Achim Steiner, executive director of the UN Environment Programme (UNEP), told the Guardian that he thought the UK’s push for nuclear and gas over renewables could be more costly in the long term.

His warning came as North Yorkshire council gave the go ahead for the first fracking tests in the UK for five years. Councillors gave the green light on Monday to UK firm Third Energy to begin hydraulic fracturing for shale gas at wells near the village of Kirby Misperton, in the Ryedale district.

Steiner said that it was a “legitimate choice” for the government to pursue “intermediary steps” to decarbonise the economy, such as using gas rather than coal.

But speaking to the Guardian before the North Yorkshire decision, he said: “If you invest a lot in an intermediary solution, you’re essentially slowing down the long-term transition [to renewables] so you’ll just have to do many things much faster and you may face the risk of having to pay much more to do it [later down the line].”

He added that removing government support for renewable energy would hold back the sector. “The picture in the UK has become less clear [on green energy]. That will not necessarily stop renewable energy from moving forward, but I think it will have a dampening effect on the sector that’s so critical, and that’s the private sector,” he said.

Since coming to power, the Conservative party has ended subsidies to onshore wind power, cut them for solar power and scrapped plans for zero-carbon homes, defending the changes as being necessary to protect consumers.

“Whenever public policy becomes hesitant or reverses a policy there, you can create uncertainty. And that I think is probably where the UK, like other countries, do need to look very carefully at what they are signalling in this arena, which is the market, the investor, the funding.”

A spokesperson for the Department of Energy and Climate Change said: “We are dedicated to reducing our emissions and moving to low carbon energy, but this has to be done in the most cost-effective way for households and businesses.

“The UK remains an attractive location for investment in renewable energy. We are giving investors the longer-term certainty they need by announcing £730m of funding for renewables contract auctions to drive further investment and build on the record levels we saw last year.”

On nuclear power, Steiner said that it might make sense in some countries as a way to cut emissions, but ultimately he thought it would quickly be beaten by renewable energy on economic grounds.

“Nuclear is an option that is clean in terms of CO2 emissions but economics is a very complicated subject, and the UK is just learning that firsthand with supposedly state of the art technology,” he said in a reference to the troubled plans for new reactors at Hinkley Point.

Steiner, who is stepping down in June and moving to the Oxford Martin school at the University of Oxford, said it was “extremely important” that last year’s historic Paris climate deal should be formally ratified and adopted quickly, to send the right signal to businesses.
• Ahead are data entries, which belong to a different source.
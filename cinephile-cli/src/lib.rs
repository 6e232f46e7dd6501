//! Command-line interface for the Cinephile recommendation engine.
//!
//! Each subcommand loads the preference profile from a state directory,
//! runs one engine operation and prints JSON to stdout.
#![forbid(unsafe_code)]

use std::io::Write;

use camino::Utf8Path;
use cinephile_core::{Catalog, DirectoryStore};
use cinephile_recommender::RecommendationEngine;
use clap::{Parser, Subcommand};
use serde::Serialize;

mod error;
mod feedback;
mod profile;
mod recommend;

pub use error::CliError;

use feedback::{FeedbackArgs, run_feedback_with};
use profile::{ResetArgs, StatsArgs, run_reset_with, run_stats_with};
use recommend::{RecommendArgs, run_recommend_with};

pub(crate) const ARG_CATALOG: &str = "catalog";
pub(crate) const ARG_STRATEGY: &str = "strategy";
pub(crate) const ARG_MOOD: &str = "mood";
pub(crate) const ARG_GENRE: &str = "genre";
pub(crate) const ARG_DECADE: &str = "decade";
pub(crate) const ARG_MIN_RATING: &str = "min-rating";
pub(crate) const ARG_MAX_RATING: &str = "max-rating";
pub(crate) const ARG_AVOID_RECENT: &str = "avoid-recent";
pub(crate) const ARG_SEED: &str = "seed";
pub(crate) const ARG_MOVIE_ID: &str = "movie-id";
pub(crate) const ARG_DISLIKE: &str = "dislike";
pub(crate) const ARG_STATE_DIR: &str = "state-dir";
pub(crate) const ENV_RECOMMEND_CATALOG: &str = "CINEPHILE_CMDS_RECOMMEND_CATALOG";
pub(crate) const ENV_FEEDBACK_CATALOG: &str = "CINEPHILE_CMDS_FEEDBACK_CATALOG";
pub(crate) const ENV_FEEDBACK_MOVIE_ID: &str = "CINEPHILE_CMDS_FEEDBACK_MOVIE_ID";

/// Directory holding the preference profile when `--state-dir` is unset.
pub(crate) const DEFAULT_STATE_DIR: &str = ".cinephile";

/// Run the Cinephile CLI with the current process arguments and environment.
pub fn run() -> Result<(), CliError> {
    let cli = Cli::try_parse().map_err(CliError::ArgumentParsing)?;
    let mut stdout = std::io::stdout().lock();
    dispatch(cli.command, &mut stdout)
}

fn dispatch(command: Command, writer: &mut dyn Write) -> Result<(), CliError> {
    match command {
        Command::Recommend(args) => run_recommend_with(args, writer),
        Command::Feedback(args) => run_feedback_with(args, writer),
        Command::Stats(args) => run_stats_with(args, writer),
        Command::Reset(args) => run_reset_with(args, writer),
    }
}

#[derive(Debug, Parser)]
#[command(
    name = "cinephile",
    about = "Pick movies from a catalogue and learn from your feedback",
    version
)]
struct Cli {
    #[command(subcommand)]
    command: Command,
}

#[derive(Debug, Subcommand)]
enum Command {
    /// Recommend one movie from a JSON catalogue.
    Recommend(RecommendArgs),
    /// Record a like or dislike for a catalogue movie.
    Feedback(FeedbackArgs),
    /// Summarise the stored preference profile.
    Stats(StatsArgs),
    /// Forget every stored preference.
    Reset(ResetArgs),
}

pub(crate) fn require_existing(path: &Utf8Path, field: &'static str) -> Result<(), CliError> {
    match cinephile_fs::file_is_file(path) {
        Ok(true) => Ok(()),
        Ok(false) => Err(CliError::SourcePathNotFile {
            field,
            path: path.to_path_buf(),
        }),
        Err(source) if source.kind() == std::io::ErrorKind::NotFound => {
            Err(CliError::MissingSourceFile {
                field,
                path: path.to_path_buf(),
            })
        }
        Err(source) => Err(CliError::InspectSourcePath {
            field,
            path: path.to_path_buf(),
            source,
        }),
    }
}

/// Loads a JSON movie catalogue from disk.
pub(crate) fn load_catalog(path: &Utf8Path) -> Result<Catalog, CliError> {
    require_existing(path, ARG_CATALOG)?;
    let payload = cinephile_fs::read_to_string(path).map_err(|source| CliError::ReadCatalog {
        path: path.to_path_buf(),
        source,
    })?;
    let catalog = Catalog::from_json(&payload).map_err(|source| CliError::ParseCatalog {
        path: path.to_path_buf(),
        source,
    })?;
    log::debug!("loaded {} movies from {path}", catalog.len());
    Ok(catalog)
}

/// Builds an engine over the profile stored in `state_dir`.
pub(crate) fn open_engine(
    state_dir: &Utf8Path,
    seed: Option<u64>,
) -> RecommendationEngine<DirectoryStore> {
    let store = DirectoryStore::new(state_dir.to_path_buf());
    match seed {
        Some(seed) => RecommendationEngine::seeded(store, seed),
        None => RecommendationEngine::from_entropy(store),
    }
}

pub(crate) fn write_json<T: Serialize + ?Sized>(
    writer: &mut dyn Write,
    value: &T,
) -> Result<(), CliError> {
    let payload = serde_json::to_string_pretty(value).map_err(CliError::SerialiseOutput)?;
    writer
        .write_all(payload.as_bytes())
        .map_err(CliError::WriteOutput)?;
    writer.write_all(b"\n").map_err(CliError::WriteOutput)?;
    Ok(())
}

#[cfg(test)]
mod tests;
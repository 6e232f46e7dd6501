//! Test helpers for laying out catalogues and state directories on disk.

use camino::{Utf8Path, Utf8PathBuf};
use tempfile::TempDir;

pub(super) const CATALOGUE_JSON: &str = r#"[
  {"id": "heat-1995", "title": "Heat", "year": "1995", "rating": 4.5,
   "genre": "Crime, Drama", "director": "Michael Mann"},
  {"id": "collateral-2004", "title": "Collateral", "year": "2004", "rating": 3.5,
   "genre": "Crime, Thriller", "director": "Michael Mann"},
  {"title": "Paddington 2", "year": "2017", "rating": 3, "genre": "Comedy, Family"}
]"#;

/// Temporary directory holding a catalogue and a state directory.
#[derive(Debug)]
pub(super) struct Workspace {
    _dir: TempDir,
    root: Utf8PathBuf,
}

impl Workspace {
    pub(super) fn new() -> Self {
        let dir = TempDir::new().expect("tempdir");
        let root = Utf8PathBuf::from_path_buf(dir.path().to_path_buf()).expect("utf-8 workspace");
        Self { _dir: dir, root }
    }

    pub(super) fn catalog(&self) -> Utf8PathBuf {
        self.root.join("catalog.json")
    }

    pub(super) fn state_dir(&self) -> Utf8PathBuf {
        self.root.join("state")
    }

    pub(super) fn write_catalog(&self, contents: &str) -> Utf8PathBuf {
        let path = self.catalog();
        write_utf8(&path, contents);
        path
    }
}

pub(super) fn write_utf8(path: &Utf8Path, contents: &str) {
    cinephile_fs::ensure_parent_dir(path).expect("create parent directory");
    cinephile_fs::write_string(path, contents).expect("write test file");
}
//! Movie records as supplied by a catalogue.
//!
//! The engine treats movies as read-only. Fields that a catalogue omits fall
//! back to empty values so scoring can degrade instead of failing.

use serde::{Deserialize, Serialize};

use crate::catalog::generate_movie_id;
use crate::decade::decade_of;

/// Rating substituted when a strategy multiplies by a missing rating.
pub const NEUTRAL_RATING: f32 = 3.0;

/// A single watched film.
///
/// `genre` holds comma-joined free text such as `"Crime, Drama"`. Use
/// [`Movie::genres`] to iterate the trimmed tokens.
///
/// # Examples
/// ```
/// use cinephile_core::Movie;
///
/// let movie = Movie::new("joker-2019", "Joker")
///     .with_year("2019")
///     .with_genre("Crime, Drama")
///     .with_rating(4.0);
/// let genres: Vec<_> = movie.genres().collect();
/// assert_eq!(genres, ["Crime", "Drama"]);
/// assert_eq!(movie.decade(), "2010s");
/// ```
#[derive(Debug, Clone, PartialEq, Default, Serialize, Deserialize)]
#[serde(rename_all = "camelCase")]
pub struct Movie {
    /// Stable identifier, usually derived from title and year.
    pub id: String,
    /// Display title.
    #[serde(default)]
    pub title: String,
    /// Release year as free text.
    #[serde(default)]
    pub year: String,
    /// Personal rating from 0 to 5 in half steps. Zero means unrated.
    #[serde(default)]
    pub rating: f32,
    /// Comma-joined genre names.
    #[serde(default)]
    pub genre: String,
    /// Director name, empty when unknown.
    #[serde(default)]
    pub director: String,
    /// Lead actor name.
    #[serde(default)]
    pub lead_actor: String,
    /// Poster image URL.
    #[serde(default)]
    pub poster: Option<String>,
    /// Backdrop image URL.
    #[serde(default)]
    pub backdrop: Option<String>,
    /// Short synopsis.
    #[serde(default, skip_serializing_if = "Option::is_none")]
    pub plot: Option<String>,
}

impl Movie {
    /// Construct a movie with only an id and title set.
    pub fn new(id: impl Into<String>, title: impl Into<String>) -> Self {
        Self {
            id: id.into(),
            title: title.into(),
            ..Self::default()
        }
    }

    /// Set the release year while returning `self` for chaining.
    #[must_use]
    pub fn with_year(mut self, year: impl Into<String>) -> Self {
        self.year = year.into();
        self
    }

    /// Set the rating while returning `self` for chaining.
    #[must_use]
    pub fn with_rating(mut self, rating: f32) -> Self {
        self.rating = rating;
        self
    }

    /// Set the comma-joined genre text while returning `self` for chaining.
    #[must_use]
    pub fn with_genre(mut self, genre: impl Into<String>) -> Self {
        self.genre = genre.into();
        self
    }

    /// Set the director while returning `self` for chaining.
    #[must_use]
    pub fn with_director(mut self, director: impl Into<String>) -> Self {
        self.director = director.into();
        self
    }

    /// Set the lead actor while returning `self` for chaining.
    #[must_use]
    pub fn with_lead_actor(mut self, lead_actor: impl Into<String>) -> Self {
        self.lead_actor = lead_actor.into();
        self
    }

    /// Iterate the whitespace-trimmed genre tokens, skipping empty ones.
    ///
    /// The genre text is split on every call; nothing is cached.
    pub fn genres(&self) -> impl Iterator<Item = &str> {
        self.genre
            .split(',')
            .map(str::trim)
            .filter(|genre| !genre.is_empty())
    }

    /// Return the director exactly as catalogued, or `None` when empty.
    ///
    /// Surrounding whitespace is kept, so `" Agnès Varda"` and
    /// `"Agnès Varda"` are different directors.
    pub fn director(&self) -> Option<&str> {
        (!self.director.is_empty()).then_some(self.director.as_str())
    }

    /// Report whether the movie carries a usable rating.
    ///
    /// Zero and non-finite ratings count as missing.
    pub fn has_rating(&self) -> bool {
        self.rating.is_finite() && self.rating != 0.0
    }

    /// Return the rating, or `fallback` when it is missing.
    pub fn rating_or(&self, fallback: f32) -> f32 {
        if self.has_rating() {
            self.rating
        } else {
            fallback
        }
    }

    /// Decade bucket such as `"1990s"`, or `"Unknown"`.
    pub fn decade(&self) -> String {
        decade_of(&self.year)
    }

    /// Render the rating as stars, using a sparkle for half steps.
    ///
    /// # Examples
    /// ```
    /// use cinephile_core::Movie;
    ///
    /// let movie = Movie::new("m", "M").with_rating(3.5);
    /// assert_eq!(movie.rating_stars(), "⭐⭐⭐✨");
    /// ```
    pub fn rating_stars(&self) -> &'static str {
        const STARS: [(f32, &str); 8] = [
            (5.0, "⭐⭐⭐⭐⭐"),
            (4.5, "⭐⭐⭐⭐✨"),
            (4.0, "⭐⭐⭐⭐"),
            (3.5, "⭐⭐⭐✨"),
            (3.0, "⭐⭐⭐"),
            (2.5, "⭐⭐✨"),
            (2.0, "⭐⭐"),
            (1.5, "⭐✨"),
        ];
        STARS
            .iter()
            .find(|(rating, _)| (self.rating - rating).abs() < f32::EPSILON)
            .map_or("⭐", |(_, stars)| *stars)
    }
}

/// A film as recorded in a watch-history dump, before it has an id.
#[derive(Debug, Clone, PartialEq, Default, Serialize, Deserialize)]
#[serde(rename_all = "camelCase")]
pub struct RawMovie {
    /// Display title.
    pub title: String,
    /// Release year as free text.
    pub year: String,
    /// Personal rating from 0 to 5.
    #[serde(default)]
    pub rating: f32,
    /// Comma-joined genre names.
    #[serde(default)]
    pub genre: String,
    /// Lead actor name.
    #[serde(default)]
    pub lead_actor: String,
    /// Director name.
    #[serde(default)]
    pub director: String,
}

impl From<RawMovie> for Movie {
    fn from(raw: RawMovie) -> Self {
        Self {
            id: generate_movie_id(&raw.title, &raw.year),
            title: raw.title,
            year: raw.year,
            rating: raw.rating,
            genre: raw.genre,
            director: raw.director,
            lead_actor: raw.lead_actor,
            poster: None,
            backdrop: None,
            plot: None,
        }
    }
}

#[cfg(test)]
mod tests {
    use super::*;
    use rstest::rstest;

    #[rstest]
    #[case("Action", &["Action"])]
    #[case(" Crime ,Drama ", &["Crime", "Drama"])]
    #[case("Horror,, Comedy", &["Horror", "Comedy"])]
    #[case("", &[])]
    fn genres_are_trimmed_tokens(#[case] genre: &str, #[case] expected: &[&str]) {
        let movie = Movie::new("m", "M").with_genre(genre);
        let genres: Vec<_> = movie.genres().collect();
        assert_eq!(genres, expected);
    }

    #[rstest]
    #[case(0.0, 3.0)]
    #[case(f32::NAN, 3.0)]
    #[case(4.5, 4.5)]
    fn missing_ratings_use_fallback(#[case] rating: f32, #[case] expected: f32) {
        let movie = Movie::new("m", "M").with_rating(rating);
        assert!((movie.rating_or(NEUTRAL_RATING) - expected).abs() < f32::EPSILON);
    }

    #[rstest]
    fn empty_director_is_absent() {
        assert!(Movie::new("m", "M").director().is_none());
        assert_eq!(
            Movie::new("m", "M").with_director("Agnès Varda").director(),
            Some("Agnès Varda")
        );
    }

    #[rstest]
    #[case(" Agnès Varda")]
    #[case("Agnès Varda ")]
    #[case("  ")]
    fn director_keeps_surrounding_whitespace(#[case] director: &str) {
        let movie = Movie::new("m", "M").with_director(director);
        assert_eq!(movie.director(), Some(director));
    }

    #[rstest]
    #[case(5.0, "⭐⭐⭐⭐⭐")]
    #[case(2.5, "⭐⭐✨")]
    #[case(1.0, "⭐")]
    #[case(0.0, "⭐")]
    fn stars_follow_half_steps(#[case] rating: f32, #[case] expected: &str) {
        assert_eq!(Movie::new("m", "M").with_rating(rating).rating_stars(), expected);
    }

    #[rstest]
    fn raw_movies_gain_generated_ids() {
        let raw = RawMovie {
            title: "Inside Out 2".into(),
            year: "2024".into(),
            rating: 3.0,
            genre: "Animation, Adventure".into(),
            lead_actor: "Amy Poehler".into(),
            director: "Kelsey Mann".into(),
        };
        let movie = Movie::from(raw);
        assert_eq!(movie.id, "inside-out-2-2024");
        assert!(movie.poster.is_none());
        assert_eq!(movie.director, "Kelsey Mann");
    }

    #[rstest]
    fn deserialises_partial_records() {
        let movie: Movie =
            serde_json::from_str(r#"{"id":"x","leadActor":"Someone"}"#).expect("valid movie");
        assert_eq!(movie.lead_actor, "Someone");
        assert!(movie.genre.is_empty());
        assert!(!movie.has_rating());
    }
}
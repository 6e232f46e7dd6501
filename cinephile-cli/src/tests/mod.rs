//! Shared test harness modules for the Cinephile CLI.
#![expect(
    clippy::panic,
    reason = "Tests assert panic branches to surface unexpected CLI outcomes"
)]

use super::*;

mod helpers;
mod steps;
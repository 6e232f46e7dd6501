//! Candidate filtering and selection for each [`Strategy`].
//!
//! Every strategy returns a movie borrowed from the catalogue it was given,
//! or `None` when its candidate set is empty. The engine applies the global
//! fallback; strategies only fall back to one another.

#![forbid(unsafe_code)]

use std::collections::HashMap;

use cinephile_core::{Movie, NEUTRAL_RATING, UserPreferences};
use rand::Rng;

use crate::scoring::{movie_similarity, preference_score, profile_weight};
use crate::select::{Jitter, jittered, pick_top, pick_top_percent, pick_uniform};
use crate::{Mood, RecommendationOptions, Strategy};

const SMART_TOP_PERCENT: usize = 20;
const MOOD_TOP_PERCENT: usize = 15;
const GENRE_TOP_PERCENT: usize = 20;
const GEMS_TOP_PERCENT: usize = 30;
const SIMILAR_TOP_PERCENT: usize = 15;
const TIME_TOP_COUNT: usize = 5;

const HIGH_RATING: f32 = 4.0;
const GEM_MIN_RATING: f32 = 3.0;
const GEM_MAX_RATING: f32 = 4.5;
const DEFAULT_DIRECTOR_AFFINITY: f32 = 0.5;
const MIN_DIRECTOR_FILMS: usize = 2;
const LIKED_WINDOW: usize = 10;
const DEFAULT_DECADE: &str = "2010s";
const UNKNOWN_DIRECTOR: &str = "Unknown";

/// Borrowed view of the engine state a strategy needs.
pub(crate) struct Picker<'p, R: ?Sized> {
    pub(crate) preferences: &'p UserPreferences,
    pub(crate) rng: &'p mut R,
}

impl<R: Rng + ?Sized> Picker<'_, R> {
    /// Run `strategy` against `movies`.
    pub(crate) fn pick<'m>(
        &mut self,
        strategy: Strategy,
        movies: &'m [Movie],
        options: &RecommendationOptions,
    ) -> Option<&'m Movie> {
        match strategy {
            Strategy::SmartRandom => self.smart_random(movies, options),
            Strategy::MoodBased => self.mood_based(movies, options),
            Strategy::GenreFocused => self.genre_focused(movies, options),
            Strategy::DirectorFocused => self.director_focused(movies),
            Strategy::HighRated => self.high_rated(movies),
            Strategy::HiddenGems => self.hidden_gems(movies),
            Strategy::TimePeriod => self.time_period(movies, options),
            Strategy::SimilarToLiked => self.similar_to_liked(movies),
        }
    }

    fn unseen<'m>(&self, movies: &'m [Movie]) -> impl Iterator<Item = &'m Movie> {
        let preferences = self.preferences;
        movies
            .iter()
            .filter(move |movie| !preferences.is_recently_suggested(&movie.id))
    }

    fn smart_random<'m>(
        &mut self,
        movies: &'m [Movie],
        options: &RecommendationOptions,
    ) -> Option<&'m Movie> {
        let preferences = self.preferences;
        let candidates: Vec<&Movie> = movies
            .iter()
            .filter(|movie| passes_filters(movie, preferences, options))
            .collect();
        let scored = jittered(&candidates, Jitter::SMART, self.rng, |movie| {
            preference_score(preferences, movie)
        });
        pick_top_percent(scored, SMART_TOP_PERCENT, self.rng)
    }

    fn unfiltered<'m>(&mut self, movies: &'m [Movie]) -> Option<&'m Movie> {
        self.smart_random(movies, &RecommendationOptions::default())
    }

    fn mood_based<'m>(
        &mut self,
        movies: &'m [Movie],
        options: &RecommendationOptions,
    ) -> Option<&'m Movie> {
        let Some(name) = options.mood() else {
            return self.smart_random(movies, options);
        };
        let Ok(mood) = name.parse::<Mood>() else {
            log::debug!("unknown mood {name:?}; drawing without filters");
            return self.unfiltered(movies);
        };

        let wanted = mood.genres();
        let candidates: Vec<&Movie> = movies
            .iter()
            .filter(|movie| mood_matches(movie, wanted) > 0)
            .collect();
        let scored = jittered(&candidates, Jitter::MOOD, self.rng, |movie| {
            match_weight(mood_matches(movie, wanted), movie.rating_or(NEUTRAL_RATING))
        });
        pick_top_percent(scored, MOOD_TOP_PERCENT, self.rng)
    }

    fn genre_focused<'m>(
        &mut self,
        movies: &'m [Movie],
        options: &RecommendationOptions,
    ) -> Option<&'m Movie> {
        let Some(genre) = options.genre_filter() else {
            return self.smart_random(movies, options);
        };
        let needle = genre.to_lowercase();
        let candidates: Vec<&Movie> = self
            .unseen(movies)
            .filter(|movie| movie.genre.to_lowercase().contains(&needle))
            .collect();
        let scored = jittered(&candidates, Jitter::GENRE, self.rng, |movie| {
            movie.rating_or(NEUTRAL_RATING)
        });
        pick_top_percent(scored, GENRE_TOP_PERCENT, self.rng)
    }

    fn director_focused<'m>(&mut self, movies: &'m [Movie]) -> Option<&'m Movie> {
        let Some(director) = self.favoured_director(movies) else {
            log::debug!("no director has {MIN_DIRECTOR_FILMS} films; drawing without filters");
            return self.unfiltered(movies);
        };
        let films: Vec<&Movie> = self
            .unseen(movies)
            .filter(|movie| movie.director() == Some(director))
            .collect();
        pick_uniform(&films, self.rng)
    }

    /// Weighted draw over directors with several films.
    ///
    /// Directors are visited in order of first appearance and an earlier
    /// director keeps the lead on equal scores.
    fn favoured_director<'m>(&mut self, movies: &'m [Movie]) -> Option<&'m str> {
        let mut order: Vec<&str> = Vec::new();
        let mut counts: HashMap<&str, usize> = HashMap::new();
        for director in movies
            .iter()
            .filter_map(Movie::director)
            .filter(|director| *director != UNKNOWN_DIRECTOR)
        {
            let count = counts.entry(director).or_insert_with(|| {
                order.push(director);
                0
            });
            *count += 1;
        }

        let mut best: Option<(&str, f32)> = None;
        for director in order {
            let count = counts.get(director).copied().unwrap_or_default();
            if count < MIN_DIRECTOR_FILMS {
                continue;
            }
            let affinity = self
                .preferences
                .favorite_directors
                .signal(director)
                .map_or(DEFAULT_DIRECTOR_AFFINITY, profile_weight);
            let score = director_score(count, affinity, Jitter::UNIT.sample(self.rng));
            if best.is_none_or(|(_, top)| score > top) {
                best = Some((director, score));
            }
        }
        best.map(|(director, _)| director)
    }

    fn high_rated<'m>(&mut self, movies: &'m [Movie]) -> Option<&'m Movie> {
        let candidates: Vec<&Movie> = self
            .unseen(movies)
            .filter(|movie| movie.rating >= HIGH_RATING)
            .collect();
        if candidates.is_empty() {
            let options = RecommendationOptions::new().with_min_rating(HIGH_RATING);
            return self.smart_random(movies, &options);
        }
        pick_uniform(&candidates, self.rng)
    }

    fn hidden_gems<'m>(&mut self, movies: &'m [Movie]) -> Option<&'m Movie> {
        let preferences = self.preferences;
        let candidates: Vec<&Movie> = self
            .unseen(movies)
            .filter(|movie| (GEM_MIN_RATING..GEM_MAX_RATING).contains(&movie.rating))
            .collect();
        let scored = jittered(&candidates, Jitter::UNIT, self.rng, |movie| {
            preference_score(preferences, movie)
        });
        pick_top_percent(scored, GEMS_TOP_PERCENT, self.rng)
    }

    fn time_period<'m>(
        &mut self,
        movies: &'m [Movie],
        options: &RecommendationOptions,
    ) -> Option<&'m Movie> {
        let preferences = self.preferences;
        let target = options
            .decade()
            .or_else(|| preferences.decade_preferences.strongest())
            .unwrap_or(DEFAULT_DECADE);
        let candidates: Vec<&Movie> = self
            .unseen(movies)
            .filter(|movie| movie.decade() == target)
            .collect();
        let mut scored = jittered(&candidates, Jitter::TIME, self.rng, |movie| {
            movie.rating_or(NEUTRAL_RATING)
        });
        pick_top(&mut scored, TIME_TOP_COUNT, self.rng)
    }

    fn similar_to_liked<'m>(&mut self, movies: &'m [Movie]) -> Option<&'m Movie> {
        let liked: Vec<&Movie> = self
            .preferences
            .recent_likes(LIKED_WINDOW)
            .into_iter()
            .filter_map(|id| movies.iter().find(|movie| movie.id == id))
            .collect();
        if liked.is_empty() {
            log::debug!("no liked movie is in the catalogue; drawing without filters");
            return self.unfiltered(movies);
        }

        let candidates: Vec<&Movie> = self
            .unseen(movies)
            .filter(|movie| !liked.iter().any(|seen| seen.id == movie.id))
            .collect();
        let scored = jittered(&candidates, Jitter::SIMILAR, self.rng, |movie| {
            similarity_weight(movie, &liked)
        });
        pick_top_percent(scored, SIMILAR_TOP_PERCENT, self.rng)
    }
}

fn passes_filters(
    movie: &Movie,
    preferences: &UserPreferences,
    options: &RecommendationOptions,
) -> bool {
    !(options.avoid_recent && preferences.is_recently_suggested(&movie.id))
        && options.min_rating.is_none_or(|min| movie.rating >= min)
        && options.max_rating.is_none_or(|max| movie.rating <= max)
        && options
            .genre_filter()
            .is_none_or(|genre| movie.genre.contains(genre))
        && options
            .decade()
            .is_none_or(|decade| movie.decade() == decade)
}

/// Count (movie genre, mood genre) pairs where either contains the other.
fn mood_matches(movie: &Movie, wanted: &[&str]) -> usize {
    wanted
        .iter()
        .map(|mood_genre| {
            movie
                .genres()
                .filter(|genre| genre.contains(mood_genre) || mood_genre.contains(genre))
                .count()
        })
        .sum()
}

#[expect(
    clippy::float_arithmetic,
    clippy::cast_precision_loss,
    reason = "match counts are bounded by a handful of genres"
)]
const fn match_weight(matches: usize, rating: f32) -> f32 {
    matches as f32 * rating
}

#[expect(
    clippy::float_arithmetic,
    clippy::cast_precision_loss,
    reason = "film counts per director stay far below f32 precision limits"
)]
const fn director_score(films: usize, affinity: f32, draw: f32) -> f32 {
    films as f32 * affinity * draw
}

#[expect(
    clippy::float_arithmetic,
    clippy::cast_precision_loss,
    reason = "averaging similarity over at most ten liked movies"
)]
fn similarity_weight(movie: &Movie, liked: &[&Movie]) -> f32 {
    let total: f32 = liked
        .iter()
        .map(|seen| movie_similarity(movie, seen))
        .sum();
    total / liked.len() as f32 * movie.rating_or(NEUTRAL_RATING)
}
“If you take Paris literally, it signals to the world that we will decarbonise our economies over the next 50 years. This is revolutionary, this is unprecedented. Unless we get markets, industry, technology to believe this is really going to happen [by ratifying soon], they’re not going to invest themselves in it.

“Public budgets are usually 15-20% of GDP, so 80% of the economy [the private sector] sitting back is a death knell.”

On Donald Trump, who has pledged to unpick the Paris deal if elected US president and denies the science of manmade global warming, he said: “Whenever there is anywhere in the world someone saying I don’t believe in climate change, UNEP has to be worried. This is not a question of belief, it’s a question of science, of evidence.”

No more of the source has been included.